Dan’s presidency in Romania: more stability in a volatile region

Presidential candidate Nicușor Dan greets his supporters after the first exit poll results during Romania’s presidential runoff election. A European Union flag and a Romanian flag can be seen among the crowd, while several people capture the moment on their mobile phones. Romania
Nicusor Dan greets his supporters after the first exit poll results on the day of the presidential election (19/05/2025). Photo: Andrei Pungovschi / Getty Images

The Mayor of Bucharest, Nicușor Dan, won Romania’s presidential run-off held on 18 May, securing 53.6% of the vote and defeating George Simion, the far-right leader of the Alliance for the Union of Romanians (AUR), who garnered 46.4%. Dan’s victory was driven by a high voter turnout (65%) within Romania, especially in urban centres and multi-ethnic regions such as Transylvania, where Hungarian and German minorities strongly opposed Simion’s nationalist rhetoric. While Simion secured the majority of the diaspora vote –55.86%–, Dan’s support at home outweighed that advantage. Notably, voters in the Republic of Moldova also backed Dan, reflecting deep concerns over Simion’s eurosceptic rhetoric and his alleged ties to Russia, which alienated both Moldovan leaders and Western European allies.

His challenge will be to use the presidency’s soft power and strategic reach to both bolster Romania’s credibility abroad and consolidate support for democratic governance and Western integration at home.

This election served not only as a choice between political platforms, but also as a referendum on Romania’s geopolitical direction. While Dan’s pro-EU stance and promises of administrative reform were central to his campaign, a decisive factor in his victory was widespread resistance to extremism and fears of a shift towards nationalist populism. Simion’s controversial image, fuelled by provocative interviews abroad such as his appearance on CNEWS in Paris –while deliberately avoiding national media debates– deepened perceptions of his detachment from democratic norms. Minority communities, particularly ethnic Hungarians, feared growing intolerance, while Moldovan voters saw Dan as a safeguard of Romania’s commitment to Moldova’s EU future.

Despite Dan’s electoral success, the structural roots of populist discontent in Romania are perhaps the biggest challenge of the next few years.

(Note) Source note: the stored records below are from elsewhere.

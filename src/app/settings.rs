//! Settings menu model (data only).
//!
//! Keeping these definitions outside the input handler lets both the handler
//! and UI renderers consume the same source of truth without cross-importing.

use super::state::AppState;

/// A single item in the settings menu.
pub enum SettingsItem {
    /// Boolean toggle; reads/writes via accessors on `AppState`.
    Toggle {
        label: &'static str,
        hint: &'static str,
        get: fn(&AppState) -> bool,
        set: fn(&mut AppState, bool),
    },
    /// Cycles through a finite set of values.
    Cycle {
        label: &'static str,
        hint: &'static str,
        value: fn(&AppState) -> String,
        cycle: fn(&mut AppState),
    },
}

impl SettingsItem {
    pub fn label(&self) -> &'static str {
        match self {
            Self::Toggle { label, .. } | Self::Cycle { label, .. } => label,
        }
    }

    /// One-line explanation shown under the menu for the selected item.
    pub fn hint(&self) -> &'static str {
        match self {
            Self::Toggle { hint, .. } | Self::Cycle { hint, .. } => hint,
        }
    }

    /// Current value as shown next to the label.
    pub fn display_value(&self, state: &AppState) -> String {
        match self {
            Self::Toggle { get, .. } => (if get(state) { "on" } else { "off" }).to_string(),
            Self::Cycle { value, .. } => value(state),
        }
    }

    /// Toggle or advance the item, then push the change to the stack.
    pub fn activate(&self, state: &mut AppState) {
        match self {
            Self::Toggle { get, set, .. } => {
                let current = get(state);
                set(state, !current);
            }
            Self::Cycle { cycle, .. } => cycle(state),
        }
        state.apply_config();
    }
}

const EXTENSION_STEPS: &[f64] = &[0.5, 0.75, 1.0];
const STACK_CAP_STEPS: &[usize] = &[2, 3, 4];

/// Next entry after `current` in `steps`, wrapping; the first entry if
/// `current` is not one of them.
fn next_step<T: Copy + PartialEq>(steps: &[T], current: T) -> T {
    let pos = steps.iter().position(|&s| s == current);
    match pos {
        Some(i) => steps[(i + 1) % steps.len()],
        None => steps[0],
    }
}

/// All items shown in the settings popup, in display order.
pub static SETTINGS_ITEMS: &[SettingsItem] = &[
    SettingsItem::Toggle {
        label: "Reduced Motion",
        hint: "Show every card at rest, no animation",
        get: |s| s.config.reduced_motion,
        set: |s, v| {
            s.config.reduced_motion = v;
            s.save_config();
        },
    },
    SettingsItem::Toggle {
        label: "Depth Blur",
        hint: "Blur cards as they recede",
        get: |s| s.config.blur_enabled,
        set: |s, v| {
            s.config.blur_enabled = v;
            s.save_config();
        },
    },
    SettingsItem::Toggle {
        label: "Mobile Preview",
        hint: "Use the narrow-screen constants (this session)",
        get: |s| s.force_mobile,
        // Session-only: not persisted.
        set: |s, v| s.force_mobile = v,
    },
    SettingsItem::Cycle {
        label: "Extension Factor",
        hint: "Scroll room after the last card arrives",
        value: |s| format!("{:.2}", s.config.extension_factor),
        cycle: |s| {
            s.config.extension_factor = next_step(EXTENSION_STEPS, s.config.extension_factor);
            s.save_config();
        },
    },
    SettingsItem::Cycle {
        label: "Stack Depth",
        hint: "Levels a card recedes before it pins",
        value: |s| s.config.max_visible_stack_cards.to_string(),
        cycle: |s| {
            s.config.max_visible_stack_cards =
                next_step(STACK_CAP_STEPS, s.config.max_visible_stack_cards);
            s.save_config();
        },
    },
];

#[cfg(test)]
mod tests {
    use super::*;
    use crate::config::AnimatorConfig;

    #[test]
    fn steps_wrap_around() {
        assert_eq!(next_step(EXTENSION_STEPS, 1.0), 0.5);
        assert_eq!(next_step(EXTENSION_STEPS, 0.5), 0.75);
        assert_eq!(next_step(STACK_CAP_STEPS, 7), 2);
    }

    #[test]
    fn persisted_items_write_the_config_file() {
        let dir = tempfile::tempdir().unwrap();
        let mut state = AppState::new(AnimatorConfig::default(), 120, 30, false);
        state.config_path = dir.path().join("config.toml");

        let reduced = &SETTINGS_ITEMS[0];
        assert_eq!(reduced.label(), "Reduced Motion");
        reduced.activate(&mut state);
        let depth = &SETTINGS_ITEMS[4];
        depth.activate(&mut state);

        assert!(state.status_message.is_none());
        assert!(state.driver.animator().settings().reduced_motion);
        let saved = AnimatorConfig::load_from(&state.config_path);
        assert!(saved.reduced_motion);
        assert_eq!(saved.max_visible_stack_cards, 4);
        assert_eq!(reduced.display_value(&state), "on");
    }

    #[test]
    fn every_item_has_a_hint() {
        assert!(SETTINGS_ITEMS.iter().all(|item| !item.hint().is_empty()));
    }
}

The parliamentary bloc aligned with Simion retains around 40% of seats, leaving the possibility of legislative gridlock and political instability. Additionally, unresolved economic hardship, public frustration with political elites and systemic governance issues continue to create fertile ground for populist narratives. In this environment, Dan’s presidency faces the dual challenge of preserving democratic order and enacting meaningful reform, particularly in a fragmented and distrustful political landscape.

Nevertheless, the Romanian presidency holds significant weight in foreign affairs, national security, and defence policy. Dan has already signalled a strong pro-Western orientation. His first official conversation after being elected, held on 19 May, was with NATO’s Secretary General, Jens Stoltenberg. In this exchange, Dan reaffirmed Romania’s commitment to NATO and announced that his administration would prioritise increased defence investments in line with Romania’s strategic role on NATO’s eastern flank. This marks a continuation –and likely acceleration– of Romania’s integration into broader European defence structures amid heightened security concerns linked to Russia’s war against Ukraine.

Dan is also expected to further deepen Romania’s bilateral relationship with France, particularly in defence cooperation, where joint initiatives have expanded in recent years. France has been an increasingly visible player in Romania’s security infrastructure, and Dan’s presidency could solidify this trajectory, considering his affinity to the country (he studied for his doctorate in mathematics at Paris Sorbonne XIII). At the same time, maintaining strong ties with the US remains a central pillar of Romania’s foreign policy. Dan’s pro-European and Atlanticist views are likely to guide his diplomatic strategy, especially as the region prepares for further potential instability linked to Russian influence and rising populism.

Importantly, Dan’s presidency could represent a reassertion of democratic values and institutional balance at a time when many European states face creeping authoritarianism. His background as a civil society activist and independent reformer lends credibility to his stated goals of transparency, rule of law and institutional modernization. While constrained domestically by a fragmented legislature, Dan’s foreign policy posture signals a clear commitment to anchoring Romania in the transatlantic alliance, reinforcing its position as a frontline state in the EU’s eastern defence architecture.

In this context, Romania’s regional role may grow beyond its borders. With Moldova’s EU accession process accelerating and tensions in the Black Sea and Western Balkans persisting, Dan’s presidency may become a stabilising factor in a volatile region. His challenge will be to use the presidency’s soft power and strategic reach to both bolster Romania’s credibility abroad and consolidate support for democratic governance and Western integration at home. While the day after the election brought a sense of clarity and temporarily eased the heightened tensions of a divisive campaign, the real challenge for Romania’s new President has already begun finding allies that help him build the internal political stability needed to raise the country’s credibility abroad.